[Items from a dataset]
==================================================

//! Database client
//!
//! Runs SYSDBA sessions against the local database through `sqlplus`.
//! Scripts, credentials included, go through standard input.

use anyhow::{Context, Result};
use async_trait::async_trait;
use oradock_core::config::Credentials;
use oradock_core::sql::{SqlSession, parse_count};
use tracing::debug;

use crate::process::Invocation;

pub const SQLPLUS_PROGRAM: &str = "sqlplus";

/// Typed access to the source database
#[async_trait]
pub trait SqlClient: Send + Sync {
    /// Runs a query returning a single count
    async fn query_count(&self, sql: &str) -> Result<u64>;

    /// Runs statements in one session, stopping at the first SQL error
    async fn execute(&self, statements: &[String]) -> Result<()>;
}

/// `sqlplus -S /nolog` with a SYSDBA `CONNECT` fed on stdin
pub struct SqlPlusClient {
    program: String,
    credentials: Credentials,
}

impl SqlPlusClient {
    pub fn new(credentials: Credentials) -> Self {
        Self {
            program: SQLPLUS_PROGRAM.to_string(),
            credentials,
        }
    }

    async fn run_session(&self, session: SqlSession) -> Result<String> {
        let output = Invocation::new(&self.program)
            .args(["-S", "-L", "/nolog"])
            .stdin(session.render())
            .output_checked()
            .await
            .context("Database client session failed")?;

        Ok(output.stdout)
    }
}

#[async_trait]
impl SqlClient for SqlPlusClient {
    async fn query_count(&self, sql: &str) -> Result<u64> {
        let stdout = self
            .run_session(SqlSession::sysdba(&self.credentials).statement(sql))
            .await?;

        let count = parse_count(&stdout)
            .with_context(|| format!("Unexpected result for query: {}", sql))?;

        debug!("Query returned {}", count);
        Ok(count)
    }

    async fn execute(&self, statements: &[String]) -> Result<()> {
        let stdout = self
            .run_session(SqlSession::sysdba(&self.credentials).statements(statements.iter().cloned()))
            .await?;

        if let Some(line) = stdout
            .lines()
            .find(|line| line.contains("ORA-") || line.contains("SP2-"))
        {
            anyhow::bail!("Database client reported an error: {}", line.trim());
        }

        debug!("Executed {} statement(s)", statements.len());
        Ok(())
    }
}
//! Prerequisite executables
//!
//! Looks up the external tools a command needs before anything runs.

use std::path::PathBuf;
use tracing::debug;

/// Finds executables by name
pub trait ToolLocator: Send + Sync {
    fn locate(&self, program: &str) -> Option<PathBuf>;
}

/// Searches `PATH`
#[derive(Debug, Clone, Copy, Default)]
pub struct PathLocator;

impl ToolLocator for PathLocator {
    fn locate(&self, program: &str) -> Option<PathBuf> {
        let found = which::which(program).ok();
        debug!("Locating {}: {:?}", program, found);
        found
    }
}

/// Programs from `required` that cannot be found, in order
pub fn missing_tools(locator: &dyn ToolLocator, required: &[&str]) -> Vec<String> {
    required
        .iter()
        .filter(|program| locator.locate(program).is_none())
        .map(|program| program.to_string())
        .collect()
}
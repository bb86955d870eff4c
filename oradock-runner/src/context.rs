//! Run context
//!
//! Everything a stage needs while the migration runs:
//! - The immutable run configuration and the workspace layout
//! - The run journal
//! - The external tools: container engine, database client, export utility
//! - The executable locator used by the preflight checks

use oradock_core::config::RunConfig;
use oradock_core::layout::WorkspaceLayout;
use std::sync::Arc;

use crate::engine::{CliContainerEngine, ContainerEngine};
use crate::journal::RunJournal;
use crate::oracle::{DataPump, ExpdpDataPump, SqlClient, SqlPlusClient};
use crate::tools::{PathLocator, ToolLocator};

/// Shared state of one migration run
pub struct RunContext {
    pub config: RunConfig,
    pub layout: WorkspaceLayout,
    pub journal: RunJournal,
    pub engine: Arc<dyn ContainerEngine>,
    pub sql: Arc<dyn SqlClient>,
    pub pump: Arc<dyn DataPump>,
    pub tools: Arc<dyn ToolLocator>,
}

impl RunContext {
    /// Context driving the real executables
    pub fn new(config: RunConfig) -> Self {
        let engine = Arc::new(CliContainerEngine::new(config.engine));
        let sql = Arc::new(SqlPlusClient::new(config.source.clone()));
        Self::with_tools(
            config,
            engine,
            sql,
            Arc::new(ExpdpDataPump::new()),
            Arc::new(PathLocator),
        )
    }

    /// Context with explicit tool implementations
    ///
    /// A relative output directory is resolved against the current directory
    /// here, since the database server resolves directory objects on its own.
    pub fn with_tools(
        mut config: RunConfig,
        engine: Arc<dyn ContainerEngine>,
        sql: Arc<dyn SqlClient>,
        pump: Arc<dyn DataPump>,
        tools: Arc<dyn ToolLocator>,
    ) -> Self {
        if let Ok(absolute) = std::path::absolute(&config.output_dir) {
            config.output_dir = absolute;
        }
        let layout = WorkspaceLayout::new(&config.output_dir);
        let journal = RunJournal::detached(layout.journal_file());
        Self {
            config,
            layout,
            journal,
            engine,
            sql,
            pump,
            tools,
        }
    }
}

==================================================

Return each line of the data where the word "stdout" appears.

■ Response
        Ok(output.stdout)
        let stdout = self
        let count = parse_count(&stdout)
        let stdout = self
        if let Some(line) = stdout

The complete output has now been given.